Required work
Your answer should be an exact copy of the lines from the start of the entries to the line containing "impl std::fmt::Display for", both included.

** Provided data follows **

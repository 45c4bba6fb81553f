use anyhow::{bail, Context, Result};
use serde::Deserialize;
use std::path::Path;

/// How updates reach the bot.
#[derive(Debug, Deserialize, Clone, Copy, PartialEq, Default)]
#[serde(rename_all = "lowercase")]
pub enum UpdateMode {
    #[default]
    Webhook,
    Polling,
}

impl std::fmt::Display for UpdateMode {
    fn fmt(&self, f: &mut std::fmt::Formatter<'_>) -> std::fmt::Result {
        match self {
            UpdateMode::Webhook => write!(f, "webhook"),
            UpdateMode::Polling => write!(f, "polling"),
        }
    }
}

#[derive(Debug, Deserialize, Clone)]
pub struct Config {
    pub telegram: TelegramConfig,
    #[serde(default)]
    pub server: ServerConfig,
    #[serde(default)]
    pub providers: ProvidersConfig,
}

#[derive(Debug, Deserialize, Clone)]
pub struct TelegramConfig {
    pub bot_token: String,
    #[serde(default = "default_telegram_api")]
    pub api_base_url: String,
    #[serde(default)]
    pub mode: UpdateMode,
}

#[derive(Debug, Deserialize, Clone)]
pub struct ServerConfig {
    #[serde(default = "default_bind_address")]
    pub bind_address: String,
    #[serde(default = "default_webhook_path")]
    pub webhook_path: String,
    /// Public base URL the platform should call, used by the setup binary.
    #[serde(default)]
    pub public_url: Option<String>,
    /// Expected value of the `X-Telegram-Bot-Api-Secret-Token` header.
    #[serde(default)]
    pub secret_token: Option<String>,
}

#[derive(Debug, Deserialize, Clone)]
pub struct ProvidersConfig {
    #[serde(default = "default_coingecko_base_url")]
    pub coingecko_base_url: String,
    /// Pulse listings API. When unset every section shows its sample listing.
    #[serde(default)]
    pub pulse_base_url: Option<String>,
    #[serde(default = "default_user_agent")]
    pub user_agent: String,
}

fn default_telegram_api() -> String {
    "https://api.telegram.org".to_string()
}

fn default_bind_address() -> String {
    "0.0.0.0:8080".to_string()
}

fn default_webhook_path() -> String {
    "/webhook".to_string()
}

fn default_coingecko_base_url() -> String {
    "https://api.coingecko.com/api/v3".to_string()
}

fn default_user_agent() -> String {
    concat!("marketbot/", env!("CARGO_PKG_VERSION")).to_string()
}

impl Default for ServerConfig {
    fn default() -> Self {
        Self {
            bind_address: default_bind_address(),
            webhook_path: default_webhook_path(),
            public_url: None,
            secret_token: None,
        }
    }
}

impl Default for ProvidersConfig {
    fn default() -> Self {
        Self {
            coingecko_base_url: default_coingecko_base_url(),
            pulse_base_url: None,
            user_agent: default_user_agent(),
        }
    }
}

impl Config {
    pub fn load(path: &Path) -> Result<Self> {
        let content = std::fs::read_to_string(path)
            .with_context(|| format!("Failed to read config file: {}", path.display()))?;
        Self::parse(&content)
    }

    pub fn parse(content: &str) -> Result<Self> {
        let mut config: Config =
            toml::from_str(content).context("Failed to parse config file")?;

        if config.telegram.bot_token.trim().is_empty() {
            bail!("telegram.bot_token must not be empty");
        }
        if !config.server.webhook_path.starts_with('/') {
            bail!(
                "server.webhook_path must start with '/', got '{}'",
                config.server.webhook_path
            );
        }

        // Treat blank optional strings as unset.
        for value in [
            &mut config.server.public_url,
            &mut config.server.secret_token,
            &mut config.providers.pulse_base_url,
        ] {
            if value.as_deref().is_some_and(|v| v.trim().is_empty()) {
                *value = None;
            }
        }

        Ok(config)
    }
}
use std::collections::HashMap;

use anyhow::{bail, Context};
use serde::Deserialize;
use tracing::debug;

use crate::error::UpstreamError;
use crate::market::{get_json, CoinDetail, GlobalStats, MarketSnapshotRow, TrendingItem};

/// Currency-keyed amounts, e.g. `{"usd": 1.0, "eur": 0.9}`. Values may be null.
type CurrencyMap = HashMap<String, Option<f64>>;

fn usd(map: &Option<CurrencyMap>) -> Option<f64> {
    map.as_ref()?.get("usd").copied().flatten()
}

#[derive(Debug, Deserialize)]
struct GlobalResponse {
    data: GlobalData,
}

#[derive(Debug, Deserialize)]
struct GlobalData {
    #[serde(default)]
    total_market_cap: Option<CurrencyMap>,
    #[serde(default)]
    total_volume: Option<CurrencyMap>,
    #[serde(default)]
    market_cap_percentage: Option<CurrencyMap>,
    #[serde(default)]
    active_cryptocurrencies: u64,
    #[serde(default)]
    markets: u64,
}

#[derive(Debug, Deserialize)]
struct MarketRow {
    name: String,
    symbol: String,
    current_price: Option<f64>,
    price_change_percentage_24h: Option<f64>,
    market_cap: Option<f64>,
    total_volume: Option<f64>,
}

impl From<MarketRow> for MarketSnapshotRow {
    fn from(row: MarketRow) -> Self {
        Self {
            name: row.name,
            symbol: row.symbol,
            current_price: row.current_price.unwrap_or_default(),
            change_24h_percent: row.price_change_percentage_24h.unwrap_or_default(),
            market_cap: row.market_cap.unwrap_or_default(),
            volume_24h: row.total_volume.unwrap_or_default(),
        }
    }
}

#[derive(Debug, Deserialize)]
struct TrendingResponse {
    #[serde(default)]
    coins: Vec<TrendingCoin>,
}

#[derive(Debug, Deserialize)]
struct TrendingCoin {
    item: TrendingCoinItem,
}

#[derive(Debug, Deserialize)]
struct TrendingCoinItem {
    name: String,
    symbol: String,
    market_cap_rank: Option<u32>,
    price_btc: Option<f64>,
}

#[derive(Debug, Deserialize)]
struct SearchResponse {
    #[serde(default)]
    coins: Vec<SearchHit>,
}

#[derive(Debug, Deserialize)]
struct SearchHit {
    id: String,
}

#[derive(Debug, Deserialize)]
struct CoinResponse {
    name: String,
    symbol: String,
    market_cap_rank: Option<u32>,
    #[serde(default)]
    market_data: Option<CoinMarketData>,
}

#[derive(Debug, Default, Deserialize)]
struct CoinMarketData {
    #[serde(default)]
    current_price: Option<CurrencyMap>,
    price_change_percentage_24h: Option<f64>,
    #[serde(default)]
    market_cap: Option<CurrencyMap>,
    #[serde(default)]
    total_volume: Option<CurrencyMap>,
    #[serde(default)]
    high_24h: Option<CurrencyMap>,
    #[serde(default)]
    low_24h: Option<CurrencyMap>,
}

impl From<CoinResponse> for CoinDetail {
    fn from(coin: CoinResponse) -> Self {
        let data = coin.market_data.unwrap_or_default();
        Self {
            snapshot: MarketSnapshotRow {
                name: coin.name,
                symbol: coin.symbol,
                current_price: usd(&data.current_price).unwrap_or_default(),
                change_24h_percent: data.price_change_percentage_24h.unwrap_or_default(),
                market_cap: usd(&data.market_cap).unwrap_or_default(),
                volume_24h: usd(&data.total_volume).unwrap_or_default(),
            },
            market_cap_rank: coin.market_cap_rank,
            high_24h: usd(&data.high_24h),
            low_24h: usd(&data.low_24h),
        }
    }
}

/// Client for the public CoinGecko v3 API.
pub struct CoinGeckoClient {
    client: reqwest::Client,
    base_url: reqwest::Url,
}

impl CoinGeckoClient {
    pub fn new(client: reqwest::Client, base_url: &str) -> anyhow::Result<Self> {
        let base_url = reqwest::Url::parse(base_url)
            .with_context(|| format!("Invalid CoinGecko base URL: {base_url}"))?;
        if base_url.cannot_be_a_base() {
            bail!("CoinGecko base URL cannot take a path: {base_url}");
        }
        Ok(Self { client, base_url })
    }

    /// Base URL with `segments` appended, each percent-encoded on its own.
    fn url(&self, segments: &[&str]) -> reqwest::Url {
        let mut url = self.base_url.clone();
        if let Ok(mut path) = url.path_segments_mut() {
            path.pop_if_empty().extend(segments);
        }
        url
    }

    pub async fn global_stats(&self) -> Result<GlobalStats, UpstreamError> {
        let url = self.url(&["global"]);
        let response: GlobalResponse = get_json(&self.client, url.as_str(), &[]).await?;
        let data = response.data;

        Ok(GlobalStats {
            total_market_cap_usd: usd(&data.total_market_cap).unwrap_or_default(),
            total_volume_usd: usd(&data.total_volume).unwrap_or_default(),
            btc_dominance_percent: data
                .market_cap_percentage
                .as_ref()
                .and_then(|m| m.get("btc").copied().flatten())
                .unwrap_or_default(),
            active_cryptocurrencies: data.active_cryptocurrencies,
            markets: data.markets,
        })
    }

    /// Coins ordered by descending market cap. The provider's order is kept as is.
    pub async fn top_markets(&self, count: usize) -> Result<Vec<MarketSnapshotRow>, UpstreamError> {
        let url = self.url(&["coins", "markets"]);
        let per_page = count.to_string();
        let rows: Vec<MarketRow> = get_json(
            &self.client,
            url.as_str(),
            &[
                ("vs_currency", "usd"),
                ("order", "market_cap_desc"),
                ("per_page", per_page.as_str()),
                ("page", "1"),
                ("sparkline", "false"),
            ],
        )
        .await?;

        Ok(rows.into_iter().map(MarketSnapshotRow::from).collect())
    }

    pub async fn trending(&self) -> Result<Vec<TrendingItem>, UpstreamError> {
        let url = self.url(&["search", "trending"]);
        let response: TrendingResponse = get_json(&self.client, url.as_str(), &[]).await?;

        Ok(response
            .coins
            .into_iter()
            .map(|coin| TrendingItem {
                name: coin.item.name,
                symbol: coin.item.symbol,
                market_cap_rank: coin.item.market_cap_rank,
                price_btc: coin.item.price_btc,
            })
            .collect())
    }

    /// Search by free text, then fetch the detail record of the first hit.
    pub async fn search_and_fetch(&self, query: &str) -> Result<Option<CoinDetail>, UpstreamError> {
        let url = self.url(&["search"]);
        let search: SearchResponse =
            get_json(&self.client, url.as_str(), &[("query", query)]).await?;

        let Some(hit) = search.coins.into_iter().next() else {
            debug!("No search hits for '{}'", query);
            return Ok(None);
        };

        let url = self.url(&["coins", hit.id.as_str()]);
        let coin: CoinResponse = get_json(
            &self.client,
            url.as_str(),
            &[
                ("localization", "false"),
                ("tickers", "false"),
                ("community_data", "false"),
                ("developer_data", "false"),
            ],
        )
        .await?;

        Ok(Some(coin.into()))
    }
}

** End of Provided data **

Response
repository 45c4bba6fb81553f
use anyhow::{bail, Context, Result};
use serde::Deserialize;
use std::path::Path;

/// How updates reach the bot.
#[derive(Debug, Deserialize, Clone, Copy, PartialEq, Default)]
#[serde(rename_all = "lowercase")]
pub enum UpdateMode {
    #[default]
    Webhook,
    Polling,
}

impl std::fmt::Display for UpdateMode {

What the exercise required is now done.